Any ideas how to get these to work in mail or maybe it's not possible.

S.


----------



## Vexel (Jan 30, 2005)

I downloaded the emoticons.. and, when you "get info" on them, it shows that their kind is "Folder."

This is likely the issue here. It's because they're not actually a picture file, they're a folder.. so, when you copy it to mail.. it shows up as a folder rather than the actual emoticon.

Mail is drag and drop for attachments, find the file and just drag it onto the message you're composing.

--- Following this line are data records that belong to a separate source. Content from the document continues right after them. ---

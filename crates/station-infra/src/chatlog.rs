//! Append-only JSONL chat log.
//!
//! One JSON object per line, appended under a mutex. Unlike the agent
//! registry, history is never rewritten -- the file only grows, and reads
//! degrade to an empty history if it is missing or a line is damaged.

use std::path::{Path, PathBuf};

use station_core::repository::chat::ChatLogStore;
use station_types::chat::ChatMessage;
use station_types::error::ChatLogError;
use tokio::io::AsyncWriteExt;
use tokio::sync::Mutex;

/// File-backed implementation of `ChatLogStore`.
pub struct JsonlChatLog {
    path: PathBuf,
    lock: Mutex<()>,
}

impl JsonlChatLog {
    /// Open the log at `path`, creating parent directories.
    pub async fn open(path: impl Into<PathBuf>) -> Result<Self, ChatLogError> {
        let path = path.into();
        if let Some(parent) = path.parent() {
            if !parent.as_os_str().is_empty() {
                tokio::fs::create_dir_all(parent).await?;
            }
        }
        Ok(Self {
            path,
            lock: Mutex::new(()),
        })
    }

    pub fn path(&self) -> &Path {
        &self.path
    }
}

impl ChatLogStore for JsonlChatLog {
    async fn append(&self, message: &ChatMessage) -> Result<(), ChatLogError> {
        let mut line =
            serde_json::to_vec(message).map_err(|e| ChatLogError::Encode(e.to_string()))?;
        line.push(b'\n');

        let _guard = self.lock.lock().await;
        let mut file = tokio::fs::OpenOptions::new()
            .create(true)
            .append(true)
            .open(&self.path)
            .await?;
        file.write_all(&line).await?;
        file.flush().await?;
        Ok(())
    }

    async fn recent(&self, sid: &str, limit: usize) -> Result<Vec<ChatMessage>, ChatLogError> {
        let _guard = self.lock.lock().await;
        let content = match tokio::fs::read_to_string(&self.path).await {
            Ok(content) => content,
            Err(err) if err.kind() == std::io::ErrorKind::NotFound => return Ok(Vec::new()),
            Err(err) => {
                tracing::warn!(path = %self.path.display(), error = %err, "chat log unreadable, returning empty history");
                return Ok(Vec::new());
            }
        };

        let matching: Vec<ChatMessage> = content
            .lines()
            .filter_map(|line| match serde_json::from_str::<ChatMessage>(line) {
                Ok(message) => Some(message),
                Err(err) => {
                    tracing::warn!(error = %err, "skipping damaged chat log line");
                    None
                }
            })
            .filter(|message| message.sid == sid)
            .collect();

        let skip = matching.len().saturating_sub(limit);
        Ok(matching.into_iter().skip(skip).collect())
    }
}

Also, it all depends on what your recipient uses to read mail. If you send an emoticon to someone who uses a hotmail account, it will prompt them to view the picture before it actually shows it to them for example. If your recipient uses Apple Mail, it will show right away.


----------



## spiralgirl (Mar 8, 2007)

Vexel said:


> I downloaded the emoticons.. and, when you "get info" on them, it shows that their kind is "Folder."
> 
> This is likely the issue here. It's because they're not actually a picture file, they're a folder.. so, when you copy it to mail.. it shows up as a folder rather than the actual emoticon.
> 
> ...


Vexel,

Thanks. I tried the drag and drop as well but it showed up as a folder again. 
Found some more here:

Apimac - Smiles and Emoticons

Would I copy each one by clicking save as and then upload to photobucket and insert in mail and then it would move.

Also found a bunch for ichat but I'm assuming they will just work for ichat only.

That is my real quandry how to get these in the mail app now that I've found some. Maybe this isn't possible.

S.


----------



## Vexel (Jan 30, 2005)

Yeah, I'm really not sure how to get emoticons to work, other than making them attachments. As I said, if you drag and drop the "whiteicons" they show up as folders and not actual picture files. 

Try dragging and dropping one of the emoticons from the apimac site into mail, this will probably garnish something closer to what you're looking for. But, I don't think actual emoticons are available in mail.


----------



## Daktari (Feb 21, 2005)

There is a work around for this but it may not give you the results you are looking for.

Anyway here goes;

Right click on the folder, click on get info. On the window that comes up, click on the icon on the top left corner, note the icon gets a blueish border when clicked on. Then press Command + C to copy the icon image. Open up Preview.app and hit command + N ( this creates a new file from the clipboard). Then click on "Save As". Drag and drop the saved image file on your email.

Or, you could use this application. Select "Bg Icon", select the icon folder you want then click file and click on "Write to Tiff".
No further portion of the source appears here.